▸ **Exercise directions**:
Restating the data word for word is all that is required.

--- Provided material ---

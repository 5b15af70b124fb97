use std::sync::Arc;

use askama::Template;
use axum::{
    Extension,
    extract::{Multipart, Query, State},
    response::{Html, Redirect},
};
use serde::Deserialize;
use tracing::info;

use crate::{
    analysis,
    config::AppConfig,
    errors::ApiError,
    router::AppState,
    routes::{read_upload, with_results},
    session::SessionId,
    table,
    templates::{Card, CardStyle, FlashcardsTemplate, View},
};

#[derive(Deserialize)]
pub struct FlashcardQuery {
    pub card: Option<usize>,
    #[serde(default)]
    pub reveal: bool,
}

pub async fn flashcards_page(
    Extension(session_id): Extension<SessionId>,
    Extension(config): Extension<AppConfig>,
    State(state): State<Arc<AppState>>,
    Query(query): Query<FlashcardQuery>,
) -> Result<Html<String>, ApiError> {
    state.with_session(&session_id, |session| {
        with_results(View::Flashcards, session, &config, |rows, chrome| {
            let cards = session
                .flashcards
                .as_deref()
                .map(|bank| analysis::in_weak_topics(bank, &analysis::weak_topics(rows)))
                .unwrap_or_default();
            // the slider only offers 1..=len, out-of-range query values are clamped
            let index = query.card.unwrap_or(1).clamp(1, cards.len().max(1));
            let mut faces = Vec::new();
            if let Some(card) = analysis::select(&cards, index) {
                faces.push(Card::new(CardStyle::Plain, "Topic:", card.topic.clone()));
                faces.push(Card::new(CardStyle::Plain, "Question:", card.question.clone()));
                if query.reveal {
                    faces.push(Card::new(CardStyle::Success, "Answer:", card.answer.clone()));
                }
            }
            FlashcardsTemplate {
                chrome,
                bank_loaded: session.flashcards.is_some(),
                total: cards.len(),
                index,
                revealed: query.reveal,
                cards: faces,
            }
            .render()
        })
    })
}

pub async fn upload_flashcards(
    Extension(session_id): Extension<SessionId>,
    State(state): State<Arc<AppState>>,
    multipart: Multipart,
) -> Result<Redirect, ApiError> {
    let bytes = read_upload(multipart).await?;
    let cards = table::read_flashcards(&bytes)?;
    info!("Session {} uploaded {} flashcards", session_id, cards.len());
    state.with_session(&session_id, |session| session.flashcards = Some(cards));
    Ok(Redirect::to(View::Flashcards.path()))
}
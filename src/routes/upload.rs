use std::sync::Arc;

use askama::Template;
use axum::{
    Extension, Form,
    extract::{Multipart, State},
    response::Html,
};
use serde::Deserialize;
use tracing::info;

use crate::{
    assistant::AskOutcome,
    config::AppConfig,
    errors::ApiError,
    router::AppState,
    routes::{chrome, handle_render, read_upload},
    session::{Exchange, Session, SessionId},
    table,
    templates::{Preview, UploadTemplate, View},
};

fn render_upload(
    session: &Session,
    config: &AppConfig,
    success: Option<String>,
) -> Result<Html<String>, ApiError> {
    let preview = session.results.as_ref().map(|table| Preview {
        headers: table.headers.clone(),
        records: table.records.clone(),
    });
    let mut template = UploadTemplate {
        chrome: chrome(View::Upload, session, config),
        success,
        preview,
        question: String::new(),
        answer: None,
        error: None,
        blank_warning: false,
    };
    if let Some(exchange) = &session.last_exchange {
        template.question = exchange.question.clone();
        match &exchange.outcome {
            AskOutcome::Answer(text) => template.answer = Some(text.clone()),
            AskOutcome::Error(message) => template.error = Some(message.clone()),
            AskOutcome::Blank => template.blank_warning = true,
        }
    }
    handle_render(template.render())
}

pub async fn upload_page(
    Extension(session_id): Extension<SessionId>,
    Extension(config): Extension<AppConfig>,
    State(state): State<Arc<AppState>>,
) -> Result<Html<String>, ApiError> {
    state.with_session(&session_id, |session| render_upload(session, &config, None))
}

pub async fn upload_results(
    Extension(session_id): Extension<SessionId>,
    Extension(config): Extension<AppConfig>,
    State(state): State<Arc<AppState>>,
    multipart: Multipart,
) -> Result<Html<String>, ApiError> {
    let bytes = read_upload(multipart).await?;
    let table = table::read_results(&bytes)?;
    info!(
        "Session {} uploaded a mock test with {} rows",
        session_id,
        table.rows.len()
    );
    state.with_session(&session_id, |session| {
        session.replace_results(table);
        render_upload(
            session,
            &config,
            Some("File uploaded successfully!".to_string()),
        )
    })
}

#[derive(Deserialize)]
pub struct AskForm {
    #[serde(default)]
    pub question: String,
}

pub async fn ask_question(
    Extension(session_id): Extension<SessionId>,
    Extension(config): Extension<AppConfig>,
    State(state): State<Arc<AppState>>,
    Form(form): Form<AskForm>,
) -> Result<Html<String>, ApiError> {
    let outcome = state.assistant.ask(&form.question).await;
    state.with_session(&session_id, |session| {
        session.last_exchange = Some(Exchange {
            question: form.question,
            outcome,
        });
        render_upload(session, &config, None)
    })
}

---

▸ **Response to the exercise**:
repository 5b15af70b124fb97
use std::sync::Arc;

use askama::Template;
use axum::{
    Extension,
    extract::{Multipart, Query, State},
    response::{Html, Redirect},
};
use serde::Deserialize;
use tracing::info;

use crate::{
    analysis,
    config::AppConfig,
    errors::ApiError,
    router::AppState,
    routes::{read_upload, with_results},
    session::SessionId,
    table,
    templates::{Card, CardStyle, FlashcardsTemplate, View},
};

#[derive(Deserialize)]
pub struct FlashcardQuery {
    pub card: Option<usize>,
    #[serde(default)]
    pub reveal: bool,
}

pub async fn flashcards_page(
    Extension(session_id): Extension<SessionId>,
    Extension(config): Extension<AppConfig>,
    State(state): State<Arc<AppState>>,
    Query(query): Query<FlashcardQuery>,
) -> Result<Html<String>, ApiError> {
    state.with_session(&session_id, |session| {
        with_results(View::Flashcards, session, &config, |rows, chrome| {
            let cards = session
                .flashcards
                .as_deref()
                .map(|bank| analysis::in_weak_topics(bank, &analysis::weak_topics(rows)))
                .unwrap_or_default();
            // the slider only offers 1..=len, out-of-range query values are clamped
            let index = query.card.unwrap_or(1).clamp(1, cards.len().max(1));
            let mut faces = Vec::new();
            if let Some(card) = analysis::select(&cards, index) {
                faces.push(Card::new(CardStyle::Plain, "Topic:", card.topic.clone()));
                faces.push(Card::new(CardStyle::Plain, "Question:", card.question.clone()));
                if query.reveal {
                    faces.push(Card::new(CardStyle::Success, "Answer:", card.answer.clone()));
                }
            }
            FlashcardsTemplate {
                chrome,
                bank_loaded: session.flashcards.is_some(),
                total: cards.len(),
                index,
                revealed: query.reveal,
                cards: faces,
            }
            .render()
        })
    })
}

pub async fn upload_flashcards(
    Extension(session_id): Extension<SessionId>,
    State(state): State<Arc<AppState>>,
    multipart: Multipart,
) -> Result<Redirect, ApiError> {
    let bytes = read_upload(multipart).await?;
    let cards = table::read_flashcards(&bytes)?;
    info!("Session {} uploaded {} flashcards", session_id, cards.len());
    state.with_session(&session_id, |session| session.flashcards = Some(cards));
    Ok(Redirect::to(View::Flashcards.path()))
}
filename src/routes/upload.rs
use std::sync::Arc;

use askama::Template;
use axum::{
    Extension, Form,
    extract::{Multipart, State},
    response::Html,
};
use serde::Deserialize;
use tracing::info;

use crate::{
    assistant::AskOutcome,
    config::AppConfig,
    errors::ApiError,
    router::AppState,
    routes::{chrome, handle_render, read_upload},
    session::{Exchange, Session, SessionId},
    table,
    templates::{Preview, UploadTemplate, View},
};

fn render_upload(
    session: &Session,
    config: &AppConfig,
    success: Option<String>,
) -> Result<Html<String>, ApiError> {
    let preview = session.results.as_ref().map(|table| Preview {
        headers: table.headers.clone(),
        records: table.records.clone(),
    });
    let mut template = UploadTemplate {
        chrome: chrome(View::Upload, session, config),
        success,
        preview,
        question: String::new(),
        answer: None,
        error: None,
        blank_warning: false,
    };
    if let Some(exchange) = &session.last_exchange {
        template.question = exchange.question.clone();
        match &exchange.outcome {
            AskOutcome::Answer(text) => template.answer = Some(text.clone()),
            AskOutcome::Error(message) => template.error = Some(message.clone()),
            AskOutcome::Blank => template.blank_warning = true,
        }
    }
    handle_render(template.render())
}

pub async fn upload_page(
    Extension(session_id): Extension<SessionId>,
    Extension(config): Extension<AppConfig>,
    State(state): State<Arc<AppState>>,
) -> Result<Html<String>, ApiError> {
    state.with_session(&session_id, |session| render_upload(session, &config, None))
}

pub async fn upload_results(
    Extension(session_id): Extension<SessionId>,
    Extension(config): Extension<AppConfig>,
    State(state): State<Arc<AppState>>,
    multipart: Multipart,
) -> Result<Html<String>, ApiError> {
    let bytes = read_upload(multipart).await?;
    let table = table::read_results(&bytes)?;
    info!(
        "Session {} uploaded a mock test with {} rows",
        session_id,
        table.rows.len()
    );
    state.with_session(&session_id, |session| {
        session.replace_results(table);
        render_upload(
            session,
            &config,
            Some("File uploaded successfully!".to_string()),
        )
    })
}

#[derive(Deserialize)]
pub struct AskForm {
    #[serde(default)]
    pub question: String,
}

pub async fn ask_question(
    Extension(session_id): Extension<SessionId>,
    Extension(config): Extension<AppConfig>,
    State(state): State<Arc<AppState>>,
    Form(form): Form<AskForm>,
) -> Result<Html<String>, ApiError> {
    let outcome = state.assistant.ask(&form.question).await;
    state.with_session(&session_id, |session| {
        session.last_exchange = Some(Exchange {
            question: form.question,
            outcome,
        });
        render_upload(session, &config, None)
    })
}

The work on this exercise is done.